An excellent example of this was demonstrated with the bells of Westminster Abbey at the Funeral of Diana, Princess of Wales in 1997.

The accompanying picture shows a half-muffled full-circle bell, with the bell in the inverted position (or the "up" position). The clapper is shown resting on the lower side of the bell's soundbow, and when it first rotates (to the right in the picture) the un-muffled side of the clapper will strike when the bell rises to the inverted position and the clapper is moving faster and crosses to the other side. On the return stroke the same happens but the strike will be muffled. Note that only bells swung through a large arc or full-circle can be half-muffled, as it requires considerable rotation of the bell to strike on both sides of the clapper.

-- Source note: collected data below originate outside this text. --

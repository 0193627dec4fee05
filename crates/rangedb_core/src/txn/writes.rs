//! The write set of a transaction.

use crate::schema::Key;
use crate::store::Table;
use crate::types::{TableId, Timestamp, TxnId};
use std::collections::{BTreeMap, BTreeSet};
use std::sync::Arc;

/// Keys one transaction touched in one table.
#[derive(Debug, Clone)]
pub(crate) struct TableWrites {
    pub(crate) table: Arc<Table>,
    pub(crate) keys: BTreeSet<Key>,
    /// Set when the transaction fast-deleted pages; resolution then walks
    /// the whole table instead of the key set.
    pub(crate) scan_all: bool,
}

/// Tables and keys written by a transaction.
#[derive(Debug, Clone, Default)]
pub struct TxnWrites {
    tables: BTreeMap<TableId, TableWrites>,
}

impl TxnWrites {
    fn entry(&mut self, table: &Arc<Table>) -> &mut TableWrites {
        self.tables
            .entry(table.id())
            .or_insert_with(|| TableWrites {
                table: Arc::clone(table),
                keys: BTreeSet::new(),
                scan_all: false,
            })
    }

    /// Records a write of `key` in `table`.
    pub(crate) fn record(&mut self, table: &Arc<Table>, key: Key) {
        self.entry(table).keys.insert(key);
    }

    /// Records that `table` holds a range reservation of this transaction,
    /// even if no key was written.
    pub(crate) fn record_range(&mut self, table: &Arc<Table>) {
        self.entry(table);
    }

    /// Records that pages of `table` carry fast-delete markers of this transaction.
    pub(crate) fn record_fast_delete(&mut self, table: &Arc<Table>) {
        self.entry(table).scan_all = true;
    }

    /// Whether nothing was written.
    #[must_use]
    pub fn is_empty(&self) -> bool {
        self.tables.is_empty()
    }

    /// Number of distinct keys written.
    #[must_use]
    pub fn key_count(&self) -> usize {
        self.tables.values().map(|t| t.keys.len()).sum()
    }

    pub(crate) fn tables(&self) -> impl Iterator<Item = &TableWrites> {
        self.tables.values()
    }

    pub(crate) fn prepare(&self, txn: TxnId, prepare_ts: Timestamp) {
        for w in self.tables.values() {
            w.table.tree.write().prepare_txn(txn, &w.keys, w.scan_all, prepare_ts);
        }
    }

    pub(crate) fn commit(&self, txn: TxnId, commit_ts: Timestamp, durable_ts: Timestamp) {
        for w in self.tables.values() {
            w.table
                .tree
                .write()
                .commit_txn(txn, &w.keys, w.scan_all, commit_ts, durable_ts);
        }
    }

    pub(crate) fn rollback(&self, txn: TxnId) {
        for w in self.tables.values() {
            w.table.tree.write().rollback_txn(txn, &w.keys, w.scan_all);
        }
    }
}
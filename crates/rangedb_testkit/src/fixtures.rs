//! Test fixtures and database helpers.
//!
//! Provides convenience functions for setting up test databases,
//! populating tables and reading them back.

use rangedb_core::{
    BeginConfig, BoundConfig, CommitConfig, CoreError, CoreResult, Cursor, CursorConfig, Database,
    DatabaseConfig, Key, Session, Timestamp, Value,
};
use std::path::PathBuf;
use tempfile::TempDir;

/// URI of the table most fixtures create.
pub const TABLE: &str = "table:test";

/// A test database with automatic cleanup.
pub struct TestDatabase {
    /// The database instance.
    pub db: Database,
    /// The temporary directory (kept alive to prevent cleanup).
    _temp_dir: Option<TempDir>,
}

impl TestDatabase {
    /// Creates a new in-memory test database.
    pub fn memory() -> Self {
        Self::memory_with_config(DatabaseConfig::default())
    }

    /// Creates a new in-memory test database with custom configuration.
    pub fn memory_with_config(config: DatabaseConfig) -> Self {
        Self {
            db: Database::open_in_memory_with_config(config)
                .expect("Failed to open in-memory database"),
            _temp_dir: None,
        }
    }

    /// Creates a new database in a temporary home directory.
    pub fn file() -> Self {
        let temp_dir = TempDir::new().expect("Failed to create temp directory");
        let db = Database::open(temp_dir.path()).expect("Failed to open file database");
        Self {
            db,
            _temp_dir: Some(temp_dir),
        }
    }

    /// Returns the home directory if file-based, None if in-memory.
    pub fn path(&self) -> Option<PathBuf> {
        self._temp_dir.as_ref().map(|d| d.path().to_path_buf())
    }
}

impl std::ops::Deref for TestDatabase {
    type Target = Database;

    fn deref(&self) -> &Self::Target {
        &self.db
    }
}

impl std::ops::DerefMut for TestDatabase {
    fn deref_mut(&mut self) -> &mut Self::Target {
        &mut self.db
    }
}

/// Runs a test with a temporary in-memory database.
///
/// # Example
///
/// ```rust,ignore
/// use rangedb_testkit::with_temp_db;
///
/// #[test]
/// fn my_test() {
///     with_temp_db(|db| {
///         let session = db.open_session();
///         // ... test operations
///     });
/// }
/// ```
pub fn with_temp_db<F, R>(f: F) -> R
where
    F: FnOnce(&Database) -> R,
{
    let test_db = TestDatabase::memory();
    f(&test_db.db)
}

/// Runs a test with a database in a temporary home directory.
pub fn with_file_db<F, R>(f: F) -> R
where
    F: FnOnce(&Database, &std::path::Path) -> R,
{
    let test_db = TestDatabase::file();
    let path = test_db.path().expect("File database should have a path");
    f(&test_db.db, &path)
}

/// Runs a mutable test with a temporary database.
pub fn with_temp_db_mut<F, R>(f: F) -> R
where
    F: FnOnce(&mut Database) -> R,
{
    let mut test_db = TestDatabase::memory();
    f(&mut test_db.db)
}

/// Creates `uri` with the given `key_format=..,value_format=..` string.
pub fn create_table(db: &Database, uri: &str, config: &str) {
    db.open_session()
        .create(uri, config.parse().expect("Invalid table config"))
        .expect("Failed to create table");
}

/// Inserts `(key, value)` pairs, optionally in one transaction committed at `commit_ts`.
pub fn populate<K, V>(
    session: &Session,
    uri: &str,
    records: impl IntoIterator<Item = (K, V)>,
    commit_ts: Option<Timestamp>,
) -> CoreResult<()>
where
    K: Into<Key>,
    V: Into<Value>,
{
    if commit_ts.is_some() {
        session.begin_transaction(&BeginConfig::new())?;
    }
    {
        let mut cursor = session.open_cursor(uri, CursorConfig::new())?;
        for (key, value) in records {
            cursor.set_key(key);
            cursor.set_value(value);
            cursor.insert()?;
        }
    }
    if let Some(ts) = commit_ts {
        session.commit_transaction(&CommitConfig::new().commit_timestamp(ts))?;
    }
    Ok(())
}

/// Creates `table:test` (`key_format=q,value_format=S`) holding `keys`, each
/// with `value`.
pub fn int_table(db: &Database, keys: impl IntoIterator<Item = i64>, value: &str) {
    create_table(db, TABLE, "key_format=q,value_format=S");
    let session = db.open_session();
    populate(&session, TABLE, keys.into_iter().map(|k| (k, value)), None)
        .expect("Failed to populate table");
}

/// Installs a bound at `key`.
pub fn set_bound(cursor: &mut Cursor<'_>, key: impl Into<Key>, config: BoundConfig) -> CoreResult<()> {
    cursor.set_key(key);
    cursor.bound(config)
}

/// Steps a cursor until not-found and returns every record seen.
pub fn drain(cursor: &mut Cursor<'_>, forward: bool) -> CoreResult<Vec<(Key, Value)>> {
    let mut records = Vec::new();
    loop {
        let step = if forward { cursor.next() } else { cursor.prev() };
        match step {
            Ok(()) => records.push((cursor.key()?, cursor.value()?)),
            Err(CoreError::NotFound) => return Ok(records),
            Err(e) => return Err(e),
        }
    }
}

/// Integer keys returned by [`drain`].
pub fn int_keys(records: &[(Key, Value)]) -> Vec<i64> {
    records
        .iter()
        .filter_map(|(k, _)| match k {
            Key::Int(i) => Some(*i),
            _ => None,
        })
        .collect()
}

/// Reads one record through a fresh cursor.
pub fn read(session: &Session, uri: &str, key: impl Into<Key>) -> CoreResult<Value> {
    let mut cursor = session.open_cursor(uri, CursorConfig::new())?;
    cursor.set_key(key);
    cursor.search()?;
    cursor.value()
}

/// Preset databases.
pub mod presets {
    use super::*;

    /// Creates a database whose `table:test` holds keys `1..=count` with value `v1`.
    pub fn populated_database(count: i64) -> TestDatabase {
        let test_db = TestDatabase::memory();
        int_table(&test_db.db, 1..=count, "v1");
        test_db
    }

    /// Like [`populated_database`] with small leaf pages, so range
    /// truncates take the fast-delete path.
    pub fn paged_database(count: i64, leaf_page_max_entries: usize) -> TestDatabase {
        let config = DatabaseConfig::new().leaf_page_max_entries(leaf_page_max_entries);
        let test_db = TestDatabase::memory_with_config(config);
        int_table(&test_db.db, 1..=count, "v1");
        test_db
    }
}

#[cfg(test)]
mod tests {
    use super::*;

    #[test]
    fn test_memory_database() {
        let test_db = TestDatabase::memory();
        assert!(test_db.path().is_none());
        assert!(test_db.tables().is_empty());
    }

    #[test]
    fn test_file_database() {
        with_file_db(|db, path| {
            assert_eq!(db.path(), Some(path));
        });
    }

    #[test]
    fn test_populated_scenario() {
        let test_db = presets::populated_database(10);
        let session = test_db.open_session();
        let mut cursor = session.open_cursor(TABLE, CursorConfig::new()).unwrap();
        let records = drain(&mut cursor, true).unwrap();
        assert_eq!(int_keys(&records), (1..=10).collect::<Vec<_>>());
        assert_eq!(read(&session, TABLE, 3i64).unwrap(), Value::str("v1"));
    }

    #[test]
    fn test_timestamped_populate() {
        with_temp_db(|db| {
            create_table(db, TABLE, "key_format=q,value_format=S");
            let session = db.open_session();
            populate(&session, TABLE, [(1i64, "a")], Some(Timestamp::new(10))).unwrap();
            assert!(!session.in_transaction());
        });
    }
}
//! Tables and their secondary indexes.

use super::tree::Tree;
use super::version::{Payload, UpdateMeta, Version};
use super::visibility::{ReadView, Resolved};
use crate::config::{TableConfig, TableKind};
use crate::error::{CoreError, CoreResult};
use crate::schema::{FieldFormat, Key, Modify, TableFormat, Value};
use crate::stats::DatabaseStats;
use crate::txn::TxnWrites;
use crate::types::TableId;
use parking_lot::RwLock;
use serde::{Deserialize, Serialize};
use std::ops::Bound;
use std::sync::atomic::{AtomicUsize, Ordering};
use std::sync::Arc;

/// Definition of a secondary index.
#[derive(Debug, Clone, PartialEq, Eq, Serialize, Deserialize)]
pub struct IndexDef {
    /// URI of the indexed table.
    pub table: String,
    /// Value columns making up the index key.
    pub columns: Vec<usize>,
    /// Formats of those columns.
    pub fields: Vec<FieldFormat>,
}

/// A single-record write.
#[derive(Debug, Clone)]
pub(crate) enum WriteOp {
    Insert(Value),
    Update(Value),
    Remove,
    Reserve,
    Modify(Vec<Modify>),
}

/// A table (or index) shared by every session.
#[derive(Debug)]
pub struct Table {
    id: TableId,
    uri: String,
    config: TableConfig,
    index: Option<IndexDef>,
    pub(crate) tree: RwLock<Tree>,
    indexes: RwLock<Vec<Arc<Table>>>,
    open_cursors: AtomicUsize,
    stats: Arc<DatabaseStats>,
}

impl Table {
    pub(crate) fn new(
        id: TableId,
        uri: impl Into<String>,
        config: TableConfig,
        index: Option<IndexDef>,
        tree: Tree,
        stats: Arc<DatabaseStats>,
    ) -> Self {
        Self {
            id,
            uri: uri.into(),
            config,
            index,
            tree: RwLock::new(tree),
            indexes: RwLock::new(Vec::new()),
            open_cursors: AtomicUsize::new(0),
            stats,
        }
    }

    /// Catalog id.
    #[must_use]
    pub fn id(&self) -> TableId {
        self.id
    }

    /// URI (`table:<name>` or `index:<table>:<name>`).
    #[must_use]
    pub fn uri(&self) -> &str {
        &self.uri
    }

    /// Storage layout and formats.
    #[must_use]
    pub fn format(&self) -> &TableFormat {
        &self.config.format
    }

    /// Creation configuration.
    #[must_use]
    pub fn config(&self) -> &TableConfig {
        &self.config
    }

    /// Engine type.
    #[must_use]
    pub fn kind(&self) -> TableKind {
        self.config.kind
    }

    /// Index definition, when this table is an index.
    #[must_use]
    pub fn index_def(&self) -> Option<&IndexDef> {
        self.index.as_ref()
    }

    /// Indexes maintained alongside this table.
    #[must_use]
    pub fn indexes(&self) -> Vec<Arc<Table>> {
        self.indexes.read().clone()
    }

    pub(crate) fn add_index(&self, index: Arc<Table>) {
        self.indexes.write().push(index);
    }

    pub(crate) fn remove_index(&self, uri: &str) {
        self.indexes.write().retain(|i| i.uri != uri);
    }

    /// Number of records, including removed ones still holding history.
    #[must_use]
    pub fn record_count(&self) -> usize {
        self.tree.read().len()
    }

    pub(crate) fn cursor_opened(&self) {
        self.open_cursors.fetch_add(1, Ordering::SeqCst);
    }

    pub(crate) fn cursor_closed(&self) {
        self.open_cursors.fetch_sub(1, Ordering::SeqCst);
    }

    /// Number of cursors currently open on the table.
    #[must_use]
    pub fn open_cursors(&self) -> usize {
        self.open_cursors.load(Ordering::SeqCst)
    }

    /// Builds the entry key of this index for a row of the indexed table.
    pub(crate) fn index_entry_key(&self, value: &Value, primary: &Key) -> CoreResult<Key> {
        let def = self
            .index
            .as_ref()
            .ok_or_else(|| CoreError::fatal(format!("{} is not an index", self.uri)))?;
        let mut fields = def
            .columns
            .iter()
            .map(|c| value.column_as_key(*c))
            .collect::<CoreResult<Vec<_>>>()?;
        fields.push(primary.clone());
        Ok(Key::Composite(fields))
    }

    /// Applies one write on behalf of the transaction reading through `view`.
    ///
    /// Conflicts are checked on the record and on every affected index entry
    /// before anything is written. Returns `None` when nothing was written
    /// (removing an absent record with overwrite), otherwise the new value
    /// (`Some(None)` for removals and reserves).
    pub(crate) fn write(
        self: &Arc<Self>,
        view: &ReadView,
        key: Key,
        op: WriteOp,
        overwrite: bool,
        writes: &mut TxnWrites,
    ) -> CoreResult<Option<Option<Value>>> {
        let mut tree = self.tree.write();
        tree.check_write(&key, view)?;
        let current = match tree.get(&key, view) {
            Resolved::Value(v) => Some(v.clone()),
            Resolved::Conflict => {
                return Err(CoreError::rollback_required(format!(
                    "key {key} has a prepared update"
                )))
            }
            Resolved::Tombstone | Resolved::Absent => None,
        };
        let exists = current.is_some()
            || (self.format().is_fixed_column()
                && key.as_recno().map_or(false, |r| r <= tree.logical_end(view)));

        let payload = match op {
            WriteOp::Insert(value) => {
                if exists && !overwrite {
                    return Err(CoreError::DuplicateKey);
                }
                Payload::Value(value)
            }
            WriteOp::Update(value) => {
                if !exists && !overwrite {
                    return Err(CoreError::NotFound);
                }
                Payload::Value(value)
            }
            WriteOp::Remove => {
                if !exists {
                    return if overwrite {
                        Ok(None)
                    } else {
                        Err(CoreError::NotFound)
                    };
                }
                Payload::Tombstone
            }
            WriteOp::Reserve => {
                if !exists {
                    return Err(CoreError::NotFound);
                }
                Payload::Reserve
            }
            WriteOp::Modify(mods) => {
                let base = current.as_ref().ok_or(CoreError::NotFound)?;
                Payload::Value(base.apply_modifications(&mods)?)
            }
        };

        let new_value = match &payload {
            Payload::Value(v) => Some(v.clone()),
            _ => None,
        };
        let indexes = if matches!(payload, Payload::Reserve) {
            Vec::new()
        } else {
            self.indexes()
        };
        let mut index_updates = Vec::with_capacity(indexes.len());
        for index in &indexes {
            let old_key = current
                .as_ref()
                .map(|v| index.index_entry_key(v, &key))
                .transpose()?;
            let new_key = new_value
                .as_ref()
                .map(|v| index.index_entry_key(v, &key))
                .transpose()?;
            if old_key == new_key {
                continue;
            }
            let index_tree = index.tree.write();
            for k in old_key.iter().chain(new_key.iter()) {
                index_tree.check_write(k, view)?;
            }
            index_updates.push((index, index_tree, old_key, new_key));
        }

        let meta = UpdateMeta::uncommitted(view.txn);
        if tree.put(key.clone(), Version::new(meta, payload)) {
            self.stats.record_page_instantiated();
        }
        drop(tree);
        writes.record(self, key.clone());

        for (index, mut index_tree, old, new) in index_updates {
            if let Some(old) = old {
                index_tree.del(old.clone(), view.txn);
                writes.record(index, old);
            }
            if let Some(new) = new {
                let value = Value::from_key(&key);
                index_tree.put(new.clone(), Version::new(meta, Payload::Value(value)));
                writes.record(index, new);
            }
        }
        Ok(Some(new_value))
    }

    /// Copies the latest committed rows into a freshly created index.
    pub(crate) fn build_index(&self, index: &Table) -> CoreResult<()> {
        let tree = self.tree.read();
        if tree.has_unresolved() {
            return Err(CoreError::busy(
                crate::error::BusyKind::UncommittedData,
                format!("{} has uncommitted updates", self.uri),
            ));
        }
        let view = ReadView::latest();
        let mut index_tree = index.tree.write();
        for entry in tree.iter_from(Bound::Unbounded) {
            let Resolved::Value(value) = entry.resolve(&view) else {
                continue;
            };
            let Some(newest) = entry.chain.newest() else {
                continue;
            };
            let index_key = index.index_entry_key(value, entry.key)?;
            index_tree.put(
                index_key,
                Version::new(newest.meta, Payload::Value(Value::from_key(entry.key))),
            );
        }
        Ok(())
    }
}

The tradition in the United Kingdom is that bells are only fully muffled for the death of a sovereign.

==In art & literature==

"For Whom the Bell Tolls" is a partial quotation of the phrase:

"...And therefore never send to know for whom the bell tolls; It tolls for thee."

John Donne's 1624 work Devotions upon Emergent Occasions.

There are many other references to this phrase in Art and Literature.

== In music ==
In Berlioz's Symphonie Fantastique, the funeral knell was used in the 6/8 section of the 5th movement (i.e. Dream of a Witches' Sabbath).